The conservative movement’s de facto control over the GOP agenda has made Republican politics a hostile environment for heterodox thinkers. The leaders of the movement cast jaundiced eyes at politicians who aren’t lockstep-movement devotees or charlatans willing to outsource policy thinking to party leaders.
This ultimately explains why they made peace with Donald Trump, but love Ed Gillespie.
Party actors panicked throughout the 2016 election because they thought Donald Trump was unelectably off-putting. But as an abstraction, the idea of a Trump presidency put them more at ease than the idea of a Mitt Romney presidency, because Romney had demonstrated a capacity for independent thinking.
“We are not auditioning for fearless leader,” Grover Norquist told conservatives in 2012. “We don’t need a president to tell us in what direction to go. We know what direction to go. We want the [Paul] Ryan budget …We just need a president to sign this stuff. We don’t need someone to think it up or design it. The leadership now for the modern conservative movement for the next 20 years will be coming out of the House and the Senate … Pick a Republican with enough working digits to handle a pen to become president of the United States.”
Through a combination of ignorance, inattentiveness, and unpopularity, Trump has undermined this theory of political change, but only by making it harder for Republicans in Congress to execute a legislative strategy. Instead of passively signing Republican bills, he’s making those bills difficult to pass. But conservatives still relish the idea of winning an election by stoking racial animosities, then proclaiming the victory a mandate for regressive tax cuts and deregulation.

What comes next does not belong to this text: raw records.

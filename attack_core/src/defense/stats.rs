//! Defense and profile totals of a unit

use crate::types::DefenseType;
use serde::{Deserialize, Serialize};

/// A unit's raw defensive stats
///
/// Profile is what ranged attacks roll against, defense what melee attacks
/// roll against. Melee skill also makes a unit harder to hit in melee.
#[derive(Debug, Clone, Copy, PartialEq, Eq, Serialize, Deserialize)]
pub struct DefenseStats {
    #[serde(default = "default_profile_base")]
    pub profile_base: i32,
    #[serde(default = "default_defense_base")]
    pub defense_base: i32,
    #[serde(default)]
    pub melee: i32,
    /// Bonus from the unit's current stance
    #[serde(default)]
    pub profile_stance_bonus: i32,
    #[serde(default)]
    pub defense_stance_bonus: i32,
    #[serde(default)]
    pub profile_misc_bonus: i32,
    #[serde(default)]
    pub defense_misc_bonus: i32,
}

fn default_profile_base() -> i32 {
    6
}

fn default_defense_base() -> i32 {
    11
}

impl Default for DefenseStats {
    fn default() -> Self {
        DefenseStats {
            profile_base: default_profile_base(),
            defense_base: default_defense_base(),
            melee: 0,
            profile_stance_bonus: 0,
            defense_stance_bonus: 0,
            profile_misc_bonus: 0,
            defense_misc_bonus: 0,
        }
    }
}

impl DefenseStats {
    pub fn profile_total(&self) -> i32 {
        self.profile_base + self.profile_stance_bonus + self.profile_misc_bonus
    }

    pub fn defense_total(&self) -> i32 {
        self.defense_base + self.defense_stance_bonus + self.melee + self.defense_misc_bonus
    }

    pub fn total(&self, defense_type: DefenseType) -> i32 {
        match defense_type {
            DefenseType::Profile => self.profile_total(),
            DefenseType::Defense => self.defense_total(),
        }
    }
}
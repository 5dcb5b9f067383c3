//! AttackOutcome - everything an attack produced, for display and persistence

use super::apply::DamageInstance;
use super::error::InvalidTargetError;
use crate::dice::RollOutcome;
use crate::formula::DamageRollResult;
use crate::types::{TargetId, WeaponType};
use serde::{Deserialize, Serialize};

/// Result of one attack against one target
#[derive(Debug, Clone, PartialEq, Eq, Serialize, Deserialize)]
pub struct AttackResult {
    pub target: TargetId,
    pub is_hit: bool,

    // === Defense ===
    /// Defense or profile after the range modifier
    pub effective_defense: i32,
    /// Breakdown such as `6[Profile] + 4[Range Modifier]`
    pub defense_formula: String,
    /// Distance to the target; 0 for melee
    pub distance: u32,

    // === Damage ===
    /// Damage after armor; computed even on a miss
    pub damage_dealt: u32,
    /// Reduction armor provided across all attacks
    pub damage_reduction: u32,
    /// Whether armor pushed damage down to the per-attack floor
    pub is_minimum_damage: bool,
    /// Breakdown such as `12[Damage] - 3[Shots] * 2[Armor]`
    pub damage_formula: String,
}

/// Resource values after the attack, for the caller to persist
#[derive(Debug, Clone, Copy, Default, PartialEq, Eq, Serialize, Deserialize)]
pub struct ResourceDeltas {
    /// Weapon capacity after the attack, if it changed
    pub ammo: Option<u32>,
    /// Attacker power after the attack, if the weapon costs power
    pub power: Option<i32>,
}

impl ResourceDeltas {
    pub fn is_empty(&self) -> bool {
        self.ammo.is_none() && self.power.is_none()
    }
}

/// Warnings for the caller to display
#[derive(Debug, Clone, Copy, Default, PartialEq, Eq, Serialize, Deserialize)]
pub struct OutcomeFlags {
    /// The weapon has no capacity left
    pub out_of_ammo: bool,
    /// The attacker did not have enough power
    pub insufficient_power: bool,
}

/// Outcome of one weapon attack against all of its targets
#[derive(Debug, Clone, PartialEq, Eq, Serialize, Deserialize)]
pub struct AttackOutcome {
    pub weapon_type: WeaponType,
    pub number_of_attacks: u32,
    pub armor_penetration: u32,

    // === Rolls ===
    pub attack_roll: RollOutcome,
    pub damage_roll: DamageRollResult,

    // === Targets ===
    /// One entry per valid target, in target order
    pub results: Vec<AttackResult>,
    /// Targets that could not be evaluated
    pub rejected: Vec<InvalidTargetError>,

    // === Costs ===
    pub resource_deltas: ResourceDeltas,
    pub flags: OutcomeFlags,
}

impl AttackOutcome {
    pub fn attack_total(&self) -> i32 {
        self.attack_roll.total
    }

    pub fn result_for(&self, target: &TargetId) -> Option<&AttackResult> {
        self.results.iter().find(|r| &r.target == target)
    }

    /// Results of targets that were hit
    pub fn hits(&self) -> impl Iterator<Item = &AttackResult> {
        self.results.iter().filter(|r| r.is_hit)
    }

    /// Armor penetration across the whole attack group
    pub fn total_armor_penetration(&self) -> u32 {
        self.number_of_attacks.saturating_mul(self.armor_penetration)
    }

    /// Unmitigated damage, for applying to a unit that was not targeted
    pub fn damage_instance(&self) -> DamageInstance {
        DamageInstance {
            total: self.damage_roll.total.max(0) as u32,
            damage_type: self.damage_roll.damage_type,
            number_of_attacks: self.number_of_attacks,
            armor_penetration: self.armor_penetration,
            is_final: false,
        }
    }

    /// Already-mitigated damage for a resolved target
    pub fn damage_instance_for(&self, target: &TargetId) -> Option<DamageInstance> {
        self.result_for(target)
            .map(|r| DamageInstance::final_damage(r.damage_dealt, self.damage_roll.damage_type))
    }

    /// Short human-readable summary
    pub fn summary(&self) -> String {
        let mut parts = vec![format!(
            "attack {} / {} {} damage",
            self.attack_total(),
            self.damage_roll.total,
            self.damage_roll.damage_type
        )];

        for result in &self.results {
            if result.is_hit {
                parts.push(format!("{} hit for {}", result.target, result.damage_dealt));
            } else {
                parts.push(format!("{} missed", result.target));
            }
        }

        if !self.rejected.is_empty() {
            parts.push(format!("{} skipped", self.rejected.len()));
        }
        if self.flags.out_of_ammo {
            parts.push("OUT OF AMMO".to_string());
        }
        if self.flags.insufficient_power {
            parts.push("INSUFFICIENT POWER".to_string());
        }

        parts.join(", ")
    }

    /// Serialize for storage alongside a chat message or log entry
    pub fn to_json(&self) -> Result<String, serde_json::Error> {
        serde_json::to_string(self)
    }

    /// Restore an outcome stored with [`AttackOutcome::to_json`]
    pub fn from_json(json: &str) -> Result<Self, serde_json::Error> {
        serde_json::from_str(json)
    }
}
//! Table rules that apply to every attack

use super::ConfigError;
use crate::defense::RANGE_PENALTY_PER_INCREMENT;
use crate::grid::SquareGrid;
use crate::types::CriticalRule;
use serde::{Deserialize, Serialize};
use std::path::Path;

/// Tunable attack rules
#[derive(Debug, Clone, Copy, PartialEq, Eq, Serialize, Deserialize)]
pub struct RulesConstants {
    /// How damage dice explode
    #[serde(default)]
    pub critical_rule: CriticalRule,
    /// Defense added per range increment beyond the first
    #[serde(default = "default_range_penalty")]
    pub range_penalty: u32,
    /// Grid used to measure distances
    #[serde(default)]
    pub grid: SquareGrid,
}

fn default_range_penalty() -> u32 {
    RANGE_PENALTY_PER_INCREMENT
}

impl Default for RulesConstants {
    fn default() -> Self {
        RulesConstants {
            critical_rule: CriticalRule::default(),
            range_penalty: default_range_penalty(),
            grid: SquareGrid::default(),
        }
    }
}

impl RulesConstants {
    pub fn load(path: &Path) -> Result<Self, ConfigError> {
        super::load_toml::<Self>(path)?.validated()
    }

    pub fn parse(content: &str) -> Result<Self, ConfigError> {
        super::parse_toml::<Self>(content)?.validated()
    }

    fn validated(self) -> Result<Self, ConfigError> {
        if self.grid.unit == 0 {
            return Err(ConfigError::ValidationError(
                "grid.unit must be at least 1".to_string(),
            ));
        }
        Ok(self)
    }
}

/// Rules from the bundled `rules.toml`
pub fn default_rules() -> RulesConstants {
    let toml = include_str!("../../config/rules.toml");
    RulesConstants::parse(toml).unwrap_or_default()
}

And it is exactly what will happen if Ed Gillespie wins tonight’s election and becomes the next governor of Virginia.
It’s unclear what the people whom Gillespie has been pandering to think governors do all day, but they don’t generally engage full-time in rhetorical attacks on faceless Latinos or black football players protesting police brutality.
Perhaps Trump’s conduct in the White House—where he stokes grievances and bleats endlessly about how unfair everything is—has conditioned some Republican voters into thinking most Republican politicians will now spend their time in office waging symbolic culture war battles. But Trump is a sui generis figure, and in many ways has underperformed the expectations of Republican Party leaders who hoped he’d turn his attention once inaugurated away from being gratuitously offensive and cruel to minorities and toward enacting the Ryan budget. But Trump seems genuinely more enthused about the former than the latter.
If Gillespie wins, by contrast, he will abruptly find less time for fawning over Confederate monuments and more time for cutting business taxes and making it harder for people to obtain medical care.
Trump lacked the qualities that alarmed conservatives about Romney, but Gillespie lacks the deficiencies that alarmed the same conservatives about Trump. He is Trump in the streets, and ALEC in the sheets. The conservative beau ideal.
And worse, the outcome of today’s election will determine whether Republican candidates across the country adopt Gillespie’s disgraceful, civically poisonous style of politics when they campaign in next year’s midterms.
Trump’s victory one year ago was enormously vindicating to white nationalists and xenophobes. We would all be better off if he’d lost in a landslide. But the election was also fluky enough that it rendered no verdict on the viability of train-whistle racism as a modern GOP campaigning strategy. Trump lost the national popular vote (which, in other American elections, would have cost him the office). He won the electoral college, thanks to paper-thin popular vote victories in three swing states, but not before the FBI director and the Russian government (in concert with the Trump campaign) teamed up to sabotage Hillary Clinton with what were likely decisive intrusions into the democratic process.
Gillespie’s campaign is a comparably untainted experiment.
If he wins, we can expect Republican candidates in next year’s midterms to replicate his strategy all across the country. Even as Gillespie trails Democrat Ralph Northam in most polls, the neoconfederate GOP base in Virginia has thrilled to the fact that he’s run the kind of campaign he has.
“It feels like my campaign doesn’t it?” Corey Stewart feels vindicated by Gillespie campaign in Va. @paulschwartzman https://t.co/i3K5rEOrVp
— Peter Baker (@peterbakernyt) November 6, 2017
Which is to say a narrow defeat would still leave open the question of whether Gillespie over-performed expectations thanks to racism. It would also almost certainly prompt Trump, if not Gillespie himself, to claim that dark-skinned people voting fraudulently stole the election for Northam.
It is possible, in other words, to reverse the tide of Trumpism in America, but only through a show of popular force that convinces Republicans that the Trump experience can’t be replicated. Without that, the tide will rise, and carry a more refined cast of Trumpists into power with it.